An unforeseen health scare and stay in the hospital in today's Camino a Ítaca. Public healthcare systems around the world are under attack and without extreme vigilence, many countries could soon wind up like the United States. All's it takes is a vote in the right direction. Click over to read originally published version in Spanish or read the English translation below. (PDF en castellano abajo)
We were looking out the
wide picture windows when my friend Jill turned to me and said, “It’s like
we’re on an ocean liner but instead of the sea we’re sailing across dehesa and golden
steppe.” And it was true the modernist building sort of projected itself over
the savannah-like landscape towards the fringe of blueish mountains in the
distance.
The view was extraordinarily
beautiful, but the situation certainly wasn’t. I had been admitted to the new hospital
in Caceres with something rather serious and painful and I had been taking
refuge for several days in my incredible view from the area where you would
have expected to see another patient’s bed as I awaited the results of test
after test. The thoroughness and professionality of the entire staff was truly remarkable.
The camaraderie and the general care was outstanding. Their pride in their work
showed in every little thing they did.
“I immediately fell in
love with this landscape on the train ride in more than thirty years ago,” Jill
recalled, “it’s as far away from my northern English moors that you can get,
but it still gave me a similar peace.” And I knew exactly what she meant, the
view outside the window was an entirely different landscape from that I grew up
with seeing the great plains of Canada running off towards the immense pine
forests that crowd the skirts of the Rocky Mountains, but there was some sort
of symbiosis between the three open landscapes.
Spain does so many things
well, from its gastronomy, to sport, to its tolerance and generosity. There are
so many things that this country can be proud of. But perhaps one of its most impressive
achievements is something that many simply take for granted: its healthcare
system. Spain punches above its weight in many things, like its patrimony and
tourism, but it’s its healthcare system that few, if any country can challenge.
And that’s what confuses
me.
So much national
indignation is immediately raised when there is a perceived slight towards an
institution the nation cherishes, like when someone abroad throws chorizo inwith their paella. But where is this damaged pride, this generalized outrage at
the clear and ongoing attempts to dismantle the public healthcare system?
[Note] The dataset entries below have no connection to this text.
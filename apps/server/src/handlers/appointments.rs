use axum::{
    extract::{Path, Query, State},
    Json,
};
use chrono::NaiveDate;
use std::sync::Arc;

use crate::scheduler::{AppointmentFilter, ScheduleRequest};
use crate::{error::AppError, models::*, AppState};

/// GET /api/appointments?professional_id=&from=&to= — ascending by start.
pub async fn list_appointments(
    State(state): State<Arc<AppState>>,
    Query(query): Query<AppointmentListQuery>,
) -> Result<Json<ApiResponse<Vec<AppointmentDetail>>>, AppError> {
    let filter = AppointmentFilter {
        professional_id: query.professional_id,
        from: parse_bound(query.from.as_deref())?,
        to: parse_bound(query.to.as_deref())?,
    };

    let appointments = state.scheduler.list(filter).await?;
    Ok(Json(ApiResponse::success(appointments)))
}

/// GET /api/appointments/:id — one appointment with joined names.
pub async fn get_appointment(
    State(state): State<Arc<AppState>>,
    Path(id): Path<i64>,
) -> Result<Json<ApiResponse<AppointmentDetail>>, AppError> {
    let appointment = state.scheduler.detail(id).await?;
    Ok(Json(ApiResponse::success(appointment)))
}

/// POST /api/appointments — schedule, rejecting overlaps.
pub async fn create_appointment(
    State(state): State<Arc<AppState>>,
    Json(body): Json<AppointmentForm>,
) -> Result<Json<ApiResponse<AppointmentDetail>>, AppError> {
    let request = ScheduleRequest::from_form(body)?;
    let appointment = state.scheduler.create(request).await?;
    Ok(Json(ApiResponse::success(appointment)))
}

/// PUT /api/appointments/:id — reschedule; re-validates the overlap
/// invariant against the new professional and interval, excluding the
/// appointment itself.
pub async fn update_appointment(
    State(state): State<Arc<AppState>>,
    Path(id): Path<i64>,
    Json(body): Json<AppointmentForm>,
) -> Result<Json<ApiResponse<AppointmentDetail>>, AppError> {
    let request = ScheduleRequest::from_form(body)?;
    let appointment = state.scheduler.edit(id, request).await?;
    Ok(Json(ApiResponse::success(appointment)))
}

/// DELETE /api/appointments/:id.
pub async fn delete_appointment(
    State(state): State<Arc<AppState>>,
    Path(id): Path<i64>,
) -> Result<Json<ApiResponse<&'static str>>, AppError> {
    state.scheduler.delete(id).await?;
    Ok(Json(ApiResponse::success("appointment deleted")))
}

/// Parse an optional YYYY-MM-DD filter bound. Shared with the finance
/// report, which takes the same date-range parameters.
pub(crate) fn parse_bound(raw: Option<&str>) -> Result<Option<NaiveDate>, AppError> {
    match raw {
        None => Ok(None),
        Some(s) => NaiveDate::parse_from_str(s.trim(), "%Y-%m-%d")
            .map(Some)
            .map_err(|_| {
                AppError::Validation(format!("bad date filter '{}': expected YYYY-MM-DD", s))
            }),
    }
}

#[cfg(test)]
mod tests {
    use super::*;

    #[test]
    fn test_parse_bound_accepts_date() {
        let parsed = parse_bound(Some("2026-03-01")).unwrap();
        assert_eq!(parsed, NaiveDate::from_ymd_opt(2026, 3, 1));
    }

    #[test]
    fn test_parse_bound_none_passes_through() {
        assert_eq!(parse_bound(None).unwrap(), None);
    }

    #[test]
    fn test_parse_bound_rejects_garbage() {
        assert!(parse_bound(Some("March 1st")).is_err());
        assert!(parse_bound(Some("2026-13-40")).is_err());
    }
}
It takes a special kind of
evil to provoke conflicts and sell arms to each side, privatize access to water
or sabotage public healthcare systems, but I hope there is an even more special
place in purgatory designated for public officials who deliberately underfund public
institutions to justify their gradual privatization.
But how do they get away
with this?
Simple really. People
don’t necessarily vote in their own interests. They lead more with their
identity and their desire to be associated with an elite who can afford private
care. It’s intertwined with that instinctual conservative aversion to the word
public, to the idea that someone they believe ‘inferior’ to them can actually
enjoy the same rights.
Jill and I both knew about
the disaster that continual cutbacks and privatization brought about in our respective
countries. It’s time to make the healthcare system the new paella and defend it
with the same energy and zeal.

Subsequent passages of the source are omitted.